E seria chato. Ele é mal humorado, afinal.

O protagonista de fato mas não de direito Askeladd se encontra em sua maior crise desde o combate contra Thors. Ou talvez sua maior crise desde sempre, ou pelo menos desde que se tornou um guerreiro, já que contra Thors ele contava com a lealdade de seus homens, sem o que sua vitória seria impossível.

Com efeito, ele jamais teria enfrentado Thors sozinho. Se até mesmo um guerreiro viking de sangue quente e sedento por batalhas como Thorkell já admitiu que não entra em um conflito que sabe que vai perder, não seria o calculista Askeladd a fazê-lo.
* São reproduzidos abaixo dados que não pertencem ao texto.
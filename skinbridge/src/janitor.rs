use anyhow::Result;
use std::path::{Path, PathBuf};
use std::time::{Duration, SystemTime};

const FIRST_SWEEP_DELAY: Duration = Duration::from_secs(10 * 60);
const SWEEP_INTERVAL: Duration = Duration::from_secs(24 * 60 * 60);

/// Deletes files in `folder` last modified more than `retention` ago, returning how many went
pub async fn sweep_image_cache(folder: &Path, retention: Duration) -> Result<usize> {
    let cutoff = SystemTime::now()
        .checked_sub(retention)
        .unwrap_or(SystemTime::UNIX_EPOCH);
    let mut entries = match tokio::fs::read_dir(folder).await {
        Ok(entries) => entries,
        Err(e) if e.kind() == std::io::ErrorKind::NotFound => return Ok(0),
        Err(e) => return Err(e.into()),
    };
    let mut removed = 0;
    while let Some(entry) = entries.next_entry().await? {
        let metadata = entry.metadata().await?;
        if !metadata.is_file() || metadata.modified()? > cutoff {
            continue;
        }
        match tokio::fs::remove_file(entry.path()).await {
            Ok(()) => removed += 1,
            Err(e) => tracing::warn!("Failed to delete cached image {}: {e}", entry.path().display()),
        }
    }
    Ok(removed)
}

/// Sweeps the image cache daily, starting ten minutes from now
pub fn spawn_image_janitor(
    runtime: &tokio::runtime::Handle,
    folder: PathBuf,
    retention: Duration,
) -> tokio::task::JoinHandle<()> {
    runtime.spawn(async move {
        let start = tokio::time::Instant::now() + FIRST_SWEEP_DELAY;
        let mut ticker = tokio::time::interval_at(start, SWEEP_INTERVAL);
        loop {
            ticker.tick().await;
            match sweep_image_cache(&folder, retention).await {
                Ok(removed) => tracing::debug!("Removed {removed} cached images from {}", folder.display()),
                Err(e) => tracing::error!("Image cache sweep of {} failed: {e:#}", folder.display()),
            }
        }
    })
}
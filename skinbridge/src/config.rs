use crate::error::ConfigError;
use serde::Deserialize;
use std::path::{Path, PathBuf};
use std::time::Duration;

/// Flags consumed by the appearance resolution layer
#[derive(Debug, Clone, PartialEq, Eq, Deserialize)]
#[serde(default, rename_all = "kebab-case")]
pub struct SkinConfig {
    /// Probe third-party cape services when the Java profile has no cape
    pub allow_third_party_capes: bool,
    /// Probe third-party ear services for Java players
    pub allow_third_party_ears: bool,
    /// Accept persona and larger than 128x128 Bedrock skins
    pub allow_bedrock_character_creator_skins: bool,
    /// Idle time after which a cached resource is dropped
    pub cache_idle_expiry_secs: u64,
    /// Days cached image files are kept for. 0 disables the janitor
    pub cache_images: u32,
    pub image_cache_folder: PathBuf,
    pub fetch_timeout_secs: u64,
    pub session_server: String,
    pub profile_api: String,
}

impl Default for SkinConfig {
    fn default() -> Self {
        Self {
            allow_third_party_capes: true,
            allow_third_party_ears: false,
            allow_bedrock_character_creator_skins: false,
            cache_idle_expiry_secs: 60 * 60,
            cache_images: 0,
            image_cache_folder: PathBuf::from("cache/images"),
            fetch_timeout_secs: 10,
            session_server: "https://sessionserver.mojang.com".to_string(),
            profile_api: "https://api.mojang.com".to_string(),
        }
    }
}

impl SkinConfig {
    pub fn from_toml_str(source: &str) -> Result<Self, ConfigError> {
        Ok(toml::from_str(source)?)
    }

    pub fn from_path(path: impl AsRef<Path>) -> Result<Self, ConfigError> {
        let path = path.as_ref();
        let source = std::fs::read_to_string(path).map_err(|source| ConfigError::Io {
            path: path.display().to_string(),
            source,
        })?;
        Self::from_toml_str(&source)
    }

    pub fn cache_idle_expiry(&self) -> Duration {
        Duration::from_secs(self.cache_idle_expiry_secs)
    }

    pub fn fetch_timeout(&self) -> Duration {
        Duration::from_secs(self.fetch_timeout_secs)
    }

    /// Image files older than this are removed by the janitor
    pub fn image_retention(&self) -> Option<Duration> {
        (self.cache_images > 0).then(|| Duration::from_secs(u64::from(self.cache_images) * 60 * 60 * 24))
    }
}
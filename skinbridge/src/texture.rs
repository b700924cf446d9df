use anyhow::{Context, Result};
use bytes::Bytes;
use image::{RgbaImage, imageops};

/// Raw RGBA pixels with their dimensions
#[derive(Debug, Clone, PartialEq, Eq, Default)]
pub struct TextureData {
    pub data: Bytes,
    pub width: u32,
    pub height: u32,
}

impl TextureData {
    pub fn new(data: impl Into<Bytes>, width: u32, height: u32) -> Self {
        Self {
            data: data.into(),
            width,
            height,
        }
    }

    /// Zero sized texture used by sentinel resources
    pub fn empty() -> Self {
        Self::default()
    }

    pub fn is_empty(&self) -> bool {
        self.data.is_empty()
    }

    /// Decodes any image format the `image` crate recognises
    pub fn decode(encoded: &[u8]) -> Result<Self> {
        let image = image::ImageReader::new(std::io::Cursor::new(encoded))
            .with_guessed_format()?
            .decode()
            .context("Failed to decode image")?;
        Ok(Self::from_image(image.into_rgba8()))
    }

    pub fn from_image(image: RgbaImage) -> Self {
        let (width, height) = image.dimensions();
        Self::new(image.into_raw(), width, height)
    }

    pub fn to_image(&self) -> Result<RgbaImage> {
        RgbaImage::from_raw(self.width, self.height, self.data.to_vec()).with_context(|| {
            format!(
                "Texture of {} bytes does not fit {}x{}",
                self.data.len(),
                self.width,
                self.height
            )
        })
    }
}

/// Halves the image until it is no wider than `width`, then places it in the top left of a
/// `width` x `height` transparent canvas
pub fn scale_to_width(image: RgbaImage, width: u32, height: u32) -> RgbaImage {
    let mut image = image;
    while image.width() > width {
        let (w, h) = (image.width() / 2, (image.height() / 2).max(1));
        image = imageops::resize(&image, w, h, imageops::FilterType::Triangle);
    }
    let mut canvas = RgbaImage::new(width, height);
    imageops::overlay(&mut canvas, &image, 0, 0);
    canvas
}

/// Draws `overlay` over a copy of `base` at the given pixel offset
pub fn composite(base: &TextureData, overlay: &TextureData, x: i64, y: i64) -> Result<TextureData> {
    let mut canvas = base.to_image()?;
    let overlay = overlay.to_image()?;
    imageops::overlay(&mut canvas, &overlay, x, y);
    Ok(TextureData::from_image(canvas))
}

#[cfg(test)]
mod tests {
    use super::*;
    use image::Rgba;

    fn solid(width: u32, height: u32, pixel: [u8; 4]) -> RgbaImage {
        RgbaImage::from_pixel(width, height, Rgba(pixel))
    }

    #[test]
    fn test_scale_large_cape_down() {
        // 256x128 HD cape halves twice to 64x32
        let scaled = scale_to_width(solid(256, 128, [255, 0, 0, 255]), 64, 32);
        assert_eq!(scaled.dimensions(), (64, 32));
        assert_eq!(scaled.get_pixel(63, 31), &Rgba([255, 0, 0, 255]));
    }

    #[test]
    fn test_scale_small_cape_is_padded() {
        let scaled = scale_to_width(solid(22, 17, [0, 255, 0, 255]), 64, 32);
        assert_eq!(scaled.dimensions(), (64, 32));
        assert_eq!(scaled.get_pixel(0, 0), &Rgba([0, 255, 0, 255]));
        assert_eq!(scaled.get_pixel(40, 20), &Rgba([0, 0, 0, 0]));
    }

    #[test]
    fn test_composite_at_offset() {
        let base = TextureData::from_image(solid(64, 64, [10, 10, 10, 255]));
        let ears = TextureData::from_image(solid(14, 7, [200, 0, 0, 255]));
        let merged = composite(&base, &ears, 24, 0).unwrap().to_image().unwrap();
        assert_eq!(merged.get_pixel(24, 0), &Rgba([200, 0, 0, 255]));
        assert_eq!(merged.get_pixel(37, 6), &Rgba([200, 0, 0, 255]));
        assert_eq!(merged.get_pixel(23, 0), &Rgba([10, 10, 10, 255]));
        assert_eq!(merged.get_pixel(24, 7), &Rgba([10, 10, 10, 255]));
    }

    #[test]
    fn test_mismatched_dimensions() {
        let texture = TextureData::new(vec![0u8; 10], 4, 4);
        assert!(texture.to_image().is_err());
    }

    #[test]
    fn test_decode_bundled_png() {
        let texture = TextureData::decode(crate::assets::bundled("bedrock/skin/skin_steve.png").unwrap()).unwrap();
        assert_eq!((texture.width, texture.height), (64, 64));
        assert_eq!(texture.data.len(), 64 * 64 * 4);
    }
}
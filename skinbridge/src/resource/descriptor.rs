use super::Resource;
use super::types::{Ears, PlayerSkin};
use crate::game_profile::GameProfile;
use derivative::Derivative;
use std::any::TypeId;
use std::marker::PhantomData;
use std::sync::Arc;

/// Extra input a loader may need beyond the URI
#[derive(Debug, Clone, Default)]
pub enum LoadParams {
    #[default]
    None,
    GameProfile(Arc<GameProfile>),
    EarsSkin(Arc<EarsSkinParams>),
}

/// Skin and ears to merge into one texture
#[derive(Debug, Clone, PartialEq, Eq)]
pub struct EarsSkinParams {
    pub skin: ResourceDescriptor<PlayerSkin>,
    pub ears: ResourceDescriptor<Ears>,
}

/// Key of a resource: its URI and the type it loads as
///
/// Params are carried along for the loader but never take part in equality or hashing.
#[derive(Derivative)]
#[derivative(
    Debug(bound = ""),
    Clone(bound = ""),
    PartialEq(bound = ""),
    Eq(bound = ""),
    Hash(bound = "")
)]
pub struct ResourceDescriptor<T> {
    uri: String,
    #[derivative(PartialEq = "ignore", Hash = "ignore")]
    params: LoadParams,
    #[derivative(Debug = "ignore")]
    _marker: PhantomData<fn() -> T>,
}

/// Type erased [`ResourceDescriptor`] identity
#[derive(Debug, Clone, PartialEq, Eq, Hash)]
pub struct DescriptorKey {
    pub type_id: TypeId,
    pub uri: String,
}

impl<T: Resource> ResourceDescriptor<T> {
    pub fn new(uri: impl Into<String>) -> Self {
        Self::with_params(uri, LoadParams::None)
    }

    pub fn with_params(uri: impl Into<String>, params: LoadParams) -> Self {
        Self {
            uri: uri.into(),
            params,
            _marker: PhantomData,
        }
    }

    pub fn uri(&self) -> &str {
        &self.uri
    }

    pub fn params(&self) -> &LoadParams {
        &self.params
    }

    /// A blank URI never resolves to anything
    pub fn is_null(&self) -> bool {
        self.uri.trim().is_empty()
    }

    pub fn game_profile(&self) -> Option<&Arc<GameProfile>> {
        match &self.params {
            LoadParams::GameProfile(profile) => Some(profile),
            _ => None,
        }
    }

    pub fn ears_skin(&self) -> Option<&EarsSkinParams> {
        match &self.params {
            LoadParams::EarsSkin(params) => Some(params),
            _ => None,
        }
    }

    pub fn key(&self) -> DescriptorKey {
        DescriptorKey {
            type_id: TypeId::of::<T>(),
            uri: self.uri.clone(),
        }
    }
}

#[cfg(test)]
mod tests {
    use super::*;
    use crate::resource::types::Cape;
    use std::collections::HashSet;
    use uuid::Uuid;

    #[test]
    fn test_params_do_not_affect_identity() {
        let profile = Arc::new(GameProfile::new(Uuid::new_v4(), "steve"));
        let plain = ResourceDescriptor::<PlayerSkin>::new("javaClientSkin:abc");
        let with_profile = ResourceDescriptor::<PlayerSkin>::with_params(
            "javaClientSkin:abc",
            LoadParams::GameProfile(profile),
        );
        assert_eq!(plain, with_profile);

        let mut set = HashSet::new();
        set.insert(plain);
        assert!(!set.insert(with_profile));
    }

    #[test]
    fn test_type_is_part_of_key() {
        let skin = ResourceDescriptor::<PlayerSkin>::new("https://textures.minecraft.net/texture/a");
        let cape = ResourceDescriptor::<Cape>::new("https://textures.minecraft.net/texture/a");
        assert_ne!(skin.key(), cape.key());
    }

    #[test]
    fn test_is_null() {
        assert!(ResourceDescriptor::<Cape>::new("  ").is_null());
        assert!(!ResourceDescriptor::<Cape>::new("cape:none").is_null());
    }
}
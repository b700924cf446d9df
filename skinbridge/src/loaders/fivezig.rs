use crate::fetch::Fetcher;
use crate::provider::{CapeType, ProviderType};
use crate::resource::{Cape, ResourceDescriptor, ResourceLoader, ResourceManager};
use crate::texture::{TextureData, scale_to_width};
use anyhow::{Context, Result};
use base64::Engine;
use base64::engine::general_purpose::STANDARD;
use futures::FutureExt;
use futures::future::BoxFuture;
use serde::Deserialize;
use std::sync::Arc;

/// 5zig profile response, `d` holds the cape as a base64 PNG
#[derive(Debug, Deserialize)]
struct FiveZigProfile {
    d: Option<String>,
}

pub struct FiveZigCapeLoader {
    fetcher: Arc<dyn Fetcher>,
}

impl FiveZigCapeLoader {
    pub fn new(fetcher: Arc<dyn Fetcher>) -> Self {
        Self { fetcher }
    }
}

impl ResourceLoader<Cape> for FiveZigCapeLoader {
    fn load(&self, _: &ResourceManager, descriptor: ResourceDescriptor<Cape>) -> BoxFuture<'static, Result<Cape>> {
        let fetcher = self.fetcher.clone();
        async move {
            let uri = descriptor.uri();
            let profile: FiveZigProfile = fetcher.fetch_json(uri).await?;
            let encoded = profile
                .d
                .filter(|d| !d.is_empty())
                .with_context(|| format!("5zig profile {uri} has no cape"))?;
            let png = STANDARD.decode(encoded.trim())?;
            let image = fetcher.decode_image(&png)?.to_image()?;
            Ok(Cape {
                resource_uri: uri.to_string(),
                cape_id: CapeType::FiveZig.cape_id_for(uri),
                cape_data: TextureData::from_image(scale_to_width(image, 64, 32)),
            })
        }
        .boxed()
    }
}
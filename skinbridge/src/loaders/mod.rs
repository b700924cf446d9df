//! Loaders bound to the provider catalogue
//!
//! One instance of each loader is built at startup and shared by every provider it serves.

mod bedrock;
mod ears_combine;
mod fivezig;
mod internal;
mod java_profile;
mod mojang;
mod noop;
mod url;

pub use bedrock::BedrockClientLoader;
pub use ears_combine::EarsCombiningLoader;
pub use fivezig::FiveZigCapeLoader;
pub use internal::InternalLoader;
pub use java_profile::JavaProfileLoader;
pub use mojang::MojangProfileLoader;
pub use noop::NoopLoader;
pub use url::UrlLoader;

use crate::config::SkinConfig;
use crate::fetch::Fetcher;
use crate::session::SessionDirectory;
use std::sync::Arc;

/// Loader instances shared by the provider tables
#[derive(Clone)]
pub struct LoaderSet {
    pub internal: Arc<InternalLoader>,
    pub bedrock: Arc<BedrockClientLoader>,
    pub java_profile: Arc<JavaProfileLoader>,
    pub url: Arc<UrlLoader>,
    pub fivezig: Arc<FiveZigCapeLoader>,
    pub ears_combine: Arc<EarsCombiningLoader>,
    pub noop: Arc<NoopLoader>,
    pub mojang: Arc<MojangProfileLoader>,
}

impl LoaderSet {
    pub fn new(config: &SkinConfig, fetcher: Arc<dyn Fetcher>, directory: Arc<dyn SessionDirectory>) -> Self {
        Self {
            internal: Arc::new(InternalLoader),
            bedrock: Arc::new(BedrockClientLoader::new(
                directory,
                config.allow_bedrock_character_creator_skins,
            )),
            java_profile: Arc::new(JavaProfileLoader::new(fetcher.clone())),
            url: Arc::new(UrlLoader::new(fetcher.clone())),
            fivezig: Arc::new(FiveZigCapeLoader::new(fetcher.clone())),
            ears_combine: Arc::new(EarsCombiningLoader),
            noop: Arc::new(NoopLoader),
            mojang: Arc::new(MojangProfileLoader::new(fetcher, config.session_server.clone())),
        }
    }
}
Aliás, esqueça “sozinho”. Askeladd não enfrentaria Thors sem uma avassaladora vantagem numérica e estratégica, como a que ele trabalhou para construir.

No entanto, esse mesmo Askeladd frio e calculista, cuidadoso até não mais poder, que seleciona a dedo as batalhas que vai travar, não recuou um passo, não se deixou acuar ou convencer, e desafiou cerca de 50 homens tendo ao seu lado apenas Bjorn e Thorfinn.

 

Askeladd enfrenta sozinho 50 homens

 

Foi além: ofendeu seus adversários. Homens que o traíram covardemente, mas que ainda o respeitavam e não tinham interesse nenhum em combatê-lo.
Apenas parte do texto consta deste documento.